For the first time ever since the company began its operations, Infosys Chairman and Co-founder Nandan Nilekani has made public his intentions of handing over reins of the tech giant to a non-founder.
Speaking at an event organised to mark completion of 40 years of journey of Infosys on Wednesday, Nandan Nilekani stated, “I am the last joker left and the challenge is little more acute. I am handing over the post of the chairman to a non-founder.”
“There is no plan B,” he underlined. “If I hand it over to somebody and it doesn’t work. I can’t come back at 75 and I don’t think any of the founders want to come back. We are all mortals. We don’t know whether we will be attending the 50 years celebrations,” he said.
The challenge is how do you create an ownership model to a professional model? “I have not found a person whom I can hand over,” he stated when asked if there is anyone on his mind to head Infosys.
Referring to the statement of founder Narayana Murthy that Infosys should flourish for at least 100 years, he stated that the mandate is something in place for 100 years.
“I am the last joker (referring to founders of Infosys) standing and there is no plan B. Even 40 years later, the company is still flourishing because of three ‘R’s.
Relevance, Responsiveness and Resilience. You need to be relevant in business and Infosys has ensured that it is relevant to customers by offering the latest services. Massive investments have been made for reskilling and there is no drama and no surprise.”
“Secondly, attempts will always be there for responsiveness and ensure bureaucratic cholesterol does not seep in as it is a kiss of death. Decisions are made quickly.
Resilience is how well a company faces challenges. When the country faced the challenge of Covid posed stress tests, in a couple of weeks Infosys got on to the speed and scale which no one could match.
Work from home was implemented, after that getting them back to work was a challenge. We have to ensure value addition. Sudden surge in demand as Covid facilitated digital acceleration.

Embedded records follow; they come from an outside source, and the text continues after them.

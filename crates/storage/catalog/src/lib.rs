//! In-memory registry of table schemas, parsed from `CREATE TABLE`
//! statements.

mod error;
mod schema;
mod tokenizer;

pub use error::SchemaError;
pub use schema::{Attribute, DataType, TableSchema};

use std::collections::HashMap;

/// Holds every table schema known to the running session.
#[derive(Debug, Default)]
pub struct Catalog {
    tables: HashMap<String, TableSchema>,
}

impl Catalog {
    /// Creates an empty catalog.
    pub fn new() -> Self {
        Self::default()
    }

    /// Parses `sql` as a `CREATE TABLE` statement and registers the
    /// resulting schema, failing if a table by that name is already
    /// registered.
    pub fn add_table_schema(&mut self, sql: &str) -> Result<&TableSchema, SchemaError> {
        let schema = TableSchema::from_sql(sql)?;
        if self.tables.contains_key(&schema.name) {
            return Err(SchemaError::TableAlreadyExists(schema.name));
        }
        let name = schema.name.clone();
        self.tables.insert(name.clone(), schema);
        Ok(self.tables.get(&name).expect("just inserted"))
    }

    /// Registers an already-built schema directly, failing if a table by
    /// that name is already registered. Used for schemas computed
    /// programmatically (e.g. a join's result schema) rather than parsed
    /// from a `CREATE TABLE` statement.
    pub fn register_schema(&mut self, schema: TableSchema) -> Result<&TableSchema, SchemaError> {
        if self.tables.contains_key(&schema.name) {
            return Err(SchemaError::TableAlreadyExists(schema.name));
        }
        let name = schema.name.clone();
        self.tables.insert(name.clone(), schema);
        Ok(self.tables.get(&name).expect("just inserted"))
    }

    /// Looks up a previously registered schema by table name.
    pub fn table(&self, name: &str) -> Result<&TableSchema, SchemaError> {
        self.tables
            .get(name)
            .ok_or_else(|| SchemaError::UnknownTable(name.to_string()))
    }

    /// Iterates over every registered schema.
    pub fn tables(&self) -> impl Iterator<Item = &TableSchema> {
        self.tables.values()
    }
}
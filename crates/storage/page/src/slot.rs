use crate::errors::slot_error::SlotError;
use binary_helpers::le::{read_le, write_le};

/// Fixed size of a slot directory entry in bytes: a one-byte `used` flag
/// (padded to two bytes for alignment), an `item_offset` u16, and an
/// `item_length` u16.
pub(crate) const SLOT_SIZE: usize = 6;

/// A zero-copy read-only view into a 6-byte slot directory entry.
#[derive(Debug)]
pub(crate) struct SlotRef<'a> {
    slot_index: u32,
    bytes: &'a [u8; SLOT_SIZE],
}

impl<'a> SlotRef<'a> {
    #[inline]
    pub(super) fn from_raw(slot_index: u32, bytes: &'a [u8]) -> Result<Self, SlotError> {
        if bytes.len() != SLOT_SIZE {
            return Err(SlotError::SlotSizeMismatch {
                expected_size: SLOT_SIZE,
                actual_size: bytes.len(),
            });
        }

        let bytes_array: &[u8; SLOT_SIZE] = bytes
            .try_into()
            .unwrap_or_else(|_| unreachable!("bytes.len() == SLOT_SIZE but try_into() failed"));

        Ok(Self {
            slot_index,
            bytes: bytes_array,
        })
    }

    #[inline]
    pub(crate) fn slot_index(&self) -> u32 {
        self.slot_index
    }

    #[inline]
    pub(crate) fn used(&self) -> bool {
        self.bytes[0] != 0
    }

    #[inline]
    pub(crate) fn item_offset(&self) -> Result<u16, SlotError> {
        Ok(read_le::<u16>(self.bytes, 2)?)
    }

    #[inline]
    pub(crate) fn item_length(&self) -> Result<u16, SlotError> {
        Ok(read_le::<u16>(self.bytes, 4)?)
    }
}

/// A zero-copy mutable view into a 6-byte slot directory entry.
#[derive(Debug)]
pub(crate) struct SlotMut<'a> {
    slot_index: u32,
    bytes: &'a mut [u8; SLOT_SIZE],
}

impl<'a> SlotMut<'a> {
    #[inline]
    pub(super) fn from_raw(slot_index: u32, bytes: &'a mut [u8]) -> Result<Self, SlotError> {
        if bytes.len() != SLOT_SIZE {
            return Err(SlotError::SlotSizeMismatch {
                expected_size: SLOT_SIZE,
                actual_size: bytes.len(),
            });
        }

        let bytes_array: &mut [u8; SLOT_SIZE] = bytes
            .try_into()
            .unwrap_or_else(|_| unreachable!("bytes.len() == SLOT_SIZE but try_into() failed"));

        Ok(Self {
            slot_index,
            bytes: bytes_array,
        })
    }

    #[inline]
    pub(crate) fn slot_index(&self) -> u32 {
        self.slot_index
    }

    #[inline]
    pub(crate) fn used(&self) -> bool {
        self.bytes[0] != 0
    }

    #[inline]
    pub(crate) fn item_offset(&self) -> Result<u16, SlotError> {
        Ok(read_le::<u16>(self.bytes, 2)?)
    }

    #[inline]
    pub(crate) fn item_length(&self) -> Result<u16, SlotError> {
        Ok(read_le::<u16>(self.bytes, 4)?)
    }

    #[inline]
    pub(crate) fn set_used(&mut self, used: bool) {
        self.bytes[0] = used as u8;
    }

    #[inline]
    pub(crate) fn set_item_offset(&mut self, offset: u16) -> Result<(), SlotError> {
        Ok(write_le::<u16>(self.bytes, 2, offset)?)
    }

    #[inline]
    pub(crate) fn set_item_length(&mut self, length: u16) -> Result<(), SlotError> {
        Ok(write_le::<u16>(self.bytes, 4, length)?)
    }
}

#[cfg(test)]
mod tests {
    use super::*;

    #[test]
    fn slot_size_constant_is_six() {
        assert_eq!(SLOT_SIZE, 6);
    }

    #[test]
    fn slot_ref_from_raw_with_valid_bytes_reads_fields_correctly() {
        let bytes = [0x01, 0x00, 0x10, 0x00, 0x20, 0x00];
        let slot = SlotRef::from_raw(5, &bytes).unwrap();
        assert_eq!(slot.slot_index(), 5);
        assert!(slot.used());
        assert_eq!(slot.item_offset().unwrap(), 0x10);
        assert_eq!(slot.item_length().unwrap(), 0x20);
    }

    #[test]
    fn slot_ref_from_raw_with_invalid_size_returns_size_mismatch() {
        let bytes = [0x01, 0x02, 0x03];
        let res = SlotRef::from_raw(1, &bytes);
        assert!(matches!(
            res,
            Err(SlotError::SlotSizeMismatch {
                expected_size: 6,
                actual_size: 3
            })
        ));
    }

    #[test]
    fn slot_mut_roundtrip() {
        let mut bytes = [0u8; SLOT_SIZE];
        {
            let mut slot = SlotMut::from_raw(3, &mut bytes).unwrap();
            slot.set_used(true);
            slot.set_item_offset(0x1234).unwrap();
            slot.set_item_length(0x5678).unwrap();
            assert!(slot.used());
            assert_eq!(slot.item_offset().unwrap(), 0x1234);
            assert_eq!(slot.item_length().unwrap(), 0x5678);
        }
        assert_eq!(bytes[0], 1);
    }

    #[test]
    fn slot_mut_unused_after_clear() {
        let mut bytes = [0xFFu8; SLOT_SIZE];
        let mut slot = SlotMut::from_raw(0, &mut bytes).unwrap();
        slot.set_used(false);
        slot.set_item_offset(0).unwrap();
        slot.set_item_length(0).unwrap();
        assert!(!slot.used());
        assert_eq!(slot.item_offset().unwrap(), 0);
        assert_eq!(slot.item_length().unwrap(), 0);
    }
}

Later, faced with a high attrition rate and now its economic slowdown. In a short span of three years, we experienced all this. How we respond to these situations is important. A structure has to be created and great leadership would ensure efficient management not only for the next generation but for the next 60 years,” he said.

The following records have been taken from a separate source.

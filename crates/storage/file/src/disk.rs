//! A `File` implementation backed by a single OS file on disk.

use std::fs::{self, OpenOptions};
use std::path::PathBuf;

#[cfg(unix)]
use std::os::unix::fs::FileExt;
#[cfg(windows)]
use std::os::windows::fs::FileExt;

use page::PAGE_SIZE;
use page::page_id::{FileId, PageId};
use page::Page;

use crate::File;
use crate::error::FileError;

/// A file of fixed-size pages, persisted on disk.
///
/// Page `n` lives at byte offset `n * PAGE_SIZE`. Page `0` is never handed
/// out through the public API; reserving its slot keeps every other page
/// number mapped directly to its own offset.
#[derive(Debug)]
pub struct DiskFile {
    file_id: FileId,
    path: PathBuf,
    handle: fs::File,
    num_pages: u32,
    free_list_head: u32,
}

impl DiskFile {
    /// Opens (creating if necessary) the file at `path` as a [`DiskFile`]
    /// identified by `file_id`, rebuilding its in-memory free list by
    /// scanning for pages whose stored page number is the free sentinel.
    pub fn open<P: Into<PathBuf>>(file_id: FileId, path: P) -> Result<Self, FileError> {
        let path = path.into();
        if let Some(parent) = path.parent() {
            fs::create_dir_all(parent).map_err(|source| io_err(&path, source))?;
        }

        let handle = OpenOptions::new()
            .read(true)
            .write(true)
            .create(true)
            .truncate(false)
            .open(&path)
            .map_err(|source| io_err(&path, source))?;

        let len = handle.metadata().map_err(|source| io_err(&path, source))?.len();
        let num_pages = (len / PAGE_SIZE as u64) as u32;

        let mut disk_file = Self {
            file_id,
            path,
            handle,
            num_pages,
            free_list_head: 0,
        };
        disk_file.rebuild_free_list()?;
        Ok(disk_file)
    }

    fn rebuild_free_list(&mut self) -> Result<(), FileError> {
        let mut head = 0;
        for page_number in (1..=self.num_pages).rev() {
            let mut page = self.read_page_raw(page_number)?;
            if page.page_number()? != 0 {
                continue;
            }
            page.set_next_page_number(head)?;
            self.write_page_raw(&page)?;
            head = page_number;
        }
        self.free_list_head = head;
        Ok(())
    }

    fn read_page_raw(&self, page_number: u32) -> Result<Page, FileError> {
        let mut buf = Box::new([0u8; PAGE_SIZE]);
        let offset = page_number as u64 * PAGE_SIZE as u64;
        read_at(&self.handle, buf.as_mut_slice(), offset)
            .map_err(|source| io_err(&self.path, source))?;
        Ok(Page::from_bytes(buf, PageId::new(self.file_id, page_number)))
    }

    fn write_page_raw(&mut self, page: &Page) -> Result<(), FileError> {
        let offset = page.page_id().page_number as u64 * PAGE_SIZE as u64;
        write_at(&self.handle, &page.data()[..], offset).map_err(|source| io_err(&self.path, source))
    }

    fn append_blank_page(&mut self) -> Result<u32, FileError> {
        self.num_pages += 1;
        let page_number = self.num_pages;
        let page = Page::new_empty(PageId::new(self.file_id, 0));
        let offset = page_number as u64 * PAGE_SIZE as u64;
        write_at(&self.handle, &page.data()[..], offset).map_err(|source| io_err(&self.path, source))?;
        Ok(page_number)
    }
}

impl File for DiskFile {
    fn file_id(&self) -> FileId {
        self.file_id
    }

    fn filename(&self) -> &str {
        self.path.to_str().unwrap_or("<non-utf8 path>")
    }

    fn allocate_page(&mut self) -> Result<PageId, FileError> {
        let page_number = match self.free_list_head {
            0 => self.append_blank_page()?,
            recycled => {
                let freed_page = self.read_page_raw(recycled)?;
                self.free_list_head = freed_page.next_page_number()?;
                recycled
            }
        };

        let page = Page::new_empty(PageId::new(self.file_id, page_number));
        self.write_page_raw(&page)?;
        tracing::debug!(file = self.filename(), page_number, "allocated page");
        Ok(PageId::new(self.file_id, page_number))
    }

    fn read_page(&self, page_id: PageId) -> Result<Page, FileError> {
        if page_id.page_number == 0 || page_id.page_number > self.num_pages {
            return Err(FileError::PageNotFound(page_id));
        }
        self.read_page_raw(page_id.page_number)
    }

    fn write_page(&mut self, page: &Page) -> Result<(), FileError> {
        self.write_page_raw(page)
    }

    fn delete_page(&mut self, page_number: u32) -> Result<(), FileError> {
        if page_number == 0 || page_number > self.num_pages {
            return Err(FileError::PageNotFound(PageId::new(self.file_id, page_number)));
        }
        let mut freed = Page::new_empty(PageId::new(self.file_id, 0));
        freed.set_next_page_number(self.free_list_head)?;
        self.write_page_raw(&freed)?;
        self.free_list_head = page_number;
        tracing::debug!(file = self.filename(), page_number, "deleted page");
        Ok(())
    }

    fn end(&self) -> u32 {
        self.num_pages + 1
    }
}

fn io_err(path: &std::path::Path, source: std::io::Error) -> FileError {
    FileError::Io {
        filename: path.display().to_string(),
        source,
    }
}

#[inline]
fn read_at(file: &fs::File, buf: &mut [u8], offset: u64) -> std::io::Result<()> {
    #[cfg(unix)]
    {
        file.read_exact_at(buf, offset)
    }
    #[cfg(windows)]
    {
        let mut read = 0;
        while read < buf.len() {
            let n = file.seek_read(&mut buf[read..], offset + read as u64)?;
            if n == 0 {
                return Err(std::io::Error::from(std::io::ErrorKind::UnexpectedEof));
            }
            read += n;
        }
        Ok(())
    }
}

#[inline]
fn write_at(file: &fs::File, buf: &[u8], offset: u64) -> std::io::Result<()> {
    #[cfg(unix)]
    {
        file.write_all_at(buf, offset)
    }
    #[cfg(windows)]
    {
        let mut written = 0;
        while written < buf.len() {
            let n = file.seek_write(&buf[written..], offset + written as u64)?;
            if n == 0 {
                return Err(std::io::Error::from(std::io::ErrorKind::WriteZero));
            }
            written += n;
        }
        Ok(())
    }
}

#[cfg(test)]
mod tests {
    use super::*;
    use tempfile::tempdir;

    #[test]
    fn allocate_then_read_round_trips() {
        let dir = tempdir().unwrap();
        let mut file = DiskFile::open(1, dir.path().join("t.db")).unwrap();

        let page_id = file.allocate_page().unwrap();
        let mut page = file.read_page(page_id).unwrap();
        page.insert_record(b"hello").unwrap();
        file.write_page(&page).unwrap();

        let reread = file.read_page(page_id).unwrap();
        assert_eq!(reread.get_record(1).unwrap(), b"hello");
    }

    #[test]
    fn deleted_page_is_reused_before_growing() {
        let dir = tempdir().unwrap();
        let mut file = DiskFile::open(2, dir.path().join("t.db")).unwrap();

        let a = file.allocate_page().unwrap();
        let end_before = file.end();
        file.delete_page(a.page_number).unwrap();

        let b = file.allocate_page().unwrap();
        assert_eq!(b.page_number, a.page_number);
        assert_eq!(file.end(), end_before);
    }

    #[test]
    fn reading_unallocated_page_fails() {
        let dir = tempdir().unwrap();
        let file = DiskFile::open(3, dir.path().join("t.db")).unwrap();
        assert!(file.read_page(PageId::new(3, 1)).is_err());
    }

    #[test]
    fn free_list_survives_reopen() {
        let dir = tempdir().unwrap();
        let path = dir.path().join("t.db");
        let a;
        {
            let mut file = DiskFile::open(4, &path).unwrap();
            a = file.allocate_page().unwrap();
            file.allocate_page().unwrap();
            file.delete_page(a.page_number).unwrap();
        }

        let mut file = DiskFile::open(4, &path).unwrap();
        let reused = file.allocate_page().unwrap();
        assert_eq!(reused.page_number, a.page_number);
    }
}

Nilekani explained his vision that he will work on similar lines with Narayana Murthy. “Will I be able to earn the respect of all the stakeholders 20 to 30 years from now? When you think of respect everything falls in place. Happiness is a positive cash flow. If you are burning cash, you lose discipline,” he said.
Commenting on startups he maintained, the young founders are ambitious, strategy, thinking, some are experienced. What worries me is whether they will be able to build an institution which will be there for 30 years from now on. The concern is about their stamina to play long, he said.

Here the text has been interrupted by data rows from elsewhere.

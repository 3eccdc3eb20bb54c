use crate::errors::page_error::{PageResult, WithPageId};
use crate::errors::page_op_error::PageOpError;
use crate::errors::read_error::ReadError;
use crate::errors::slot_error::SlotError;
use crate::page::Page;
use crate::page::delete::slot_number_to_index;

impl Page {
    /// Returns the bytes of the record at `slot_number` (1-based).
    pub fn get_record(&self, slot_number: u16) -> PageResult<&[u8]> {
        self.get_record_internal(slot_number)
            .map_err(PageOpError::from)
            .with_page_id(self.page_id)
    }

    pub(super) fn get_record_internal(&self, slot_number: u16) -> Result<&[u8], ReadError> {
        let slot_index = slot_number_to_index(slot_number)?;
        let slot_array = self.slot_array_ref()?;
        let slot = slot_array.slot_ref(slot_index)?;
        if !slot.used() {
            return Err(SlotError::SlotNotInUse {
                slot_index: slot_index as usize,
            }
            .into());
        }
        let offset = slot.item_offset()? as usize;
        let length = slot.item_length()? as usize;
        Ok(&self.data[offset..offset + length])
    }
}
use crate::errors::header_error::HeaderError;
use thiserror::Error;

#[derive(Debug, Error)]
pub(crate) enum SlotError {
    #[error("slot directory region expected to be {expected_size} bytes, but was {actual_size}")]
    SlotRegionSizeMismatch {
        expected_size: usize,
        actual_size: usize,
    },
    #[error(
        "attempted to read a slot from an invalid slice size; expected {expected_size}, got {actual_size}"
    )]
    SlotSizeMismatch {
        expected_size: usize,
        actual_size: usize,
    },
    #[error("attempted to access an invalid slot index: {slot_index}")]
    InvalidSlot { slot_index: usize },
    #[error("slot {slot_index} does not reference a live record")]
    SlotNotInUse { slot_index: usize },
    #[error("error while interpreting binary data")]
    BinaryError(#[from] binary_helpers::bin_error::BinaryError),
    #[error("error while reading page header")]
    HeaderError(#[from] HeaderError),
}
use crate::PAGE_SIZE;
use crate::page::Page;
use crate::page_id::PageId;

impl Page {
    /// Creates a new page with every byte zeroed. The header is left
    /// uninitialized (`current_page_number == 0`, the free-page sentinel);
    /// call [`Page::new_empty`] to get a live, insertable page.
    pub fn new_zeroed(page_id: PageId) -> Self {
        Self {
            page_id,
            data: Box::new([0; PAGE_SIZE]),
        }
    }

    /// Creates a new page initialized with an empty slot directory and full
    /// free space.
    pub fn new_empty(page_id: PageId) -> Self {
        let mut page = Self::new_zeroed(page_id);
        // The header slice is always exactly HEADER_SIZE bytes, so resetting
        // a freshly zeroed page can never fail.
        page.header_mut()
            .expect("header slice has a fixed, correct size")
            .reset(page_id.page_number)
            .expect("resetting a freshly zeroed header cannot fail");
        page
    }

    /// Wraps an existing byte array as a page, without touching its
    /// contents. Used when reading a page back from disk.
    pub fn from_bytes(bytes: Box<[u8; PAGE_SIZE]>, page_id: PageId) -> Self {
        Self {
            page_id,
            data: bytes,
        }
    }
}

#[cfg(test)]
mod tests {
    use super::*;

    #[test]
    fn new_empty_page_has_zero_slots_and_full_free_space() {
        let page_id = PageId::new(1, 7);
        let page = Page::new_empty(page_id);

        assert_eq!(page.page_id(), page_id);
        let header = page.header_ref().unwrap();
        assert_eq!(header.get_num_slots().unwrap(), 0);
        assert_eq!(header.get_current_page_number().unwrap(), 7);
        assert_eq!(
            page.free_space().unwrap(),
            PAGE_SIZE - crate::HEADER_SIZE
        );
    }

    #[test]
    fn from_bytes_preserves_contents() {
        let page_id = PageId::new(1, 1);
        let bytes = Box::new([5u8; PAGE_SIZE]);
        let page = Page::from_bytes(bytes, page_id);

        assert_eq!(page.page_id(), page_id);
        assert_eq!(page.data()[..], [5u8; PAGE_SIZE][..]);
    }
}
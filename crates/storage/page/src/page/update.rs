use crate::errors::page_error::{PageResult, WithPageId};
use crate::errors::page_op_error::PageOpError;
use crate::errors::update_error::UpdateError;
use crate::page::Page;
use crate::page::delete::slot_number_to_index;
use binary_helpers::conversions::UsizeConversion;

impl Page {
    /// Replaces the record at `slot_number` (1-based) with `new_record`.
    /// The new content may be smaller, equal, or larger than the current
    /// record, as long as it still fits on the page once the old record's
    /// space is reclaimed. The slot number — and therefore the record's
    /// `RecordId` — never changes.
    pub fn update_record(&mut self, slot_number: u16, new_record: &[u8]) -> PageResult<()> {
        self.update_record_internal(slot_number, new_record)
            .map_err(PageOpError::from)
            .with_page_id(self.page_id)
    }

    pub(super) fn update_record_internal(
        &mut self,
        slot_number: u16,
        new_record: &[u8],
    ) -> Result<(), UpdateError> {
        let slot_index = slot_number_to_index(slot_number)?;
        let old_length = {
            let slot_array = self.slot_array_ref()?;
            let slot = slot_array.slot_ref(slot_index)?;
            if !slot.used() {
                return Err(crate::errors::slot_error::SlotError::SlotNotInUse {
                    slot_index: slot_index as usize,
                }
                .into());
            }
            slot.item_length()? as usize
        };

        let available = self.free_space_internal()? + old_length;
        if new_record.len() > available {
            return Err(UpdateError::InsufficientSpace {
                record_len: new_record.len(),
                page_free_space: available,
            });
        }

        self.delete_record_internal(slot_number, false)?;
        self.insert_into_slot(slot_index, new_record)?;
        Ok(())
    }

    /// Writes `record` into a specific, already-allocated (but currently
    /// free) slot, consuming one entry from `num_free_slots`. Used by update
    /// to preserve a record's `RecordId` across a resize.
    fn insert_into_slot(
        &mut self,
        slot_index: u32,
        record: &[u8],
    ) -> Result<(), crate::errors::insert_error::InsertError> {
        let header = self.header_ref()?;
        let upper_bound = header.get_free_space_upper_bound()?;
        let num_free_slots = header.get_num_free_slots()?;
        let new_upper_bound = upper_bound - record.len() as u16;

        self.header_mut()?
            .set_free_space_upper_bound(new_upper_bound)?;
        self.header_mut()?.set_num_free_slots(num_free_slots - 1)?;

        let data_start = new_upper_bound as usize;
        self.data[data_start..data_start + record.len()].copy_from_slice(record);

        let mut slot_array = self.slot_array_mut()?;
        let mut slot = slot_array.slot_mut(slot_index)?;
        slot.set_used(true);
        slot.set_item_offset(new_upper_bound)?;
        slot.set_item_length(record.len().to_u16().map_err(|_| {
            crate::errors::slot_error::SlotError::InvalidSlot {
                slot_index: slot_index as usize,
            }
        })?)?;
        Ok(())
    }
}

Too much money is a curse. Once you lose respect over capital, managing expenses becomes frugality, the game is over, he noted.
He praised Infosys CEO Salil Parekh for his relentless work. He even narrated a recent incident. “Client had requested for a Zoom call from the CEO’s two competing firms. Salil Parekh was travelling in the US. The client wanted a presentation at 2 a.m. there. Another CEO was based in the US and he refused the call. Salil Parekh did the call.” This shows the customer focus of Infosys, he stated.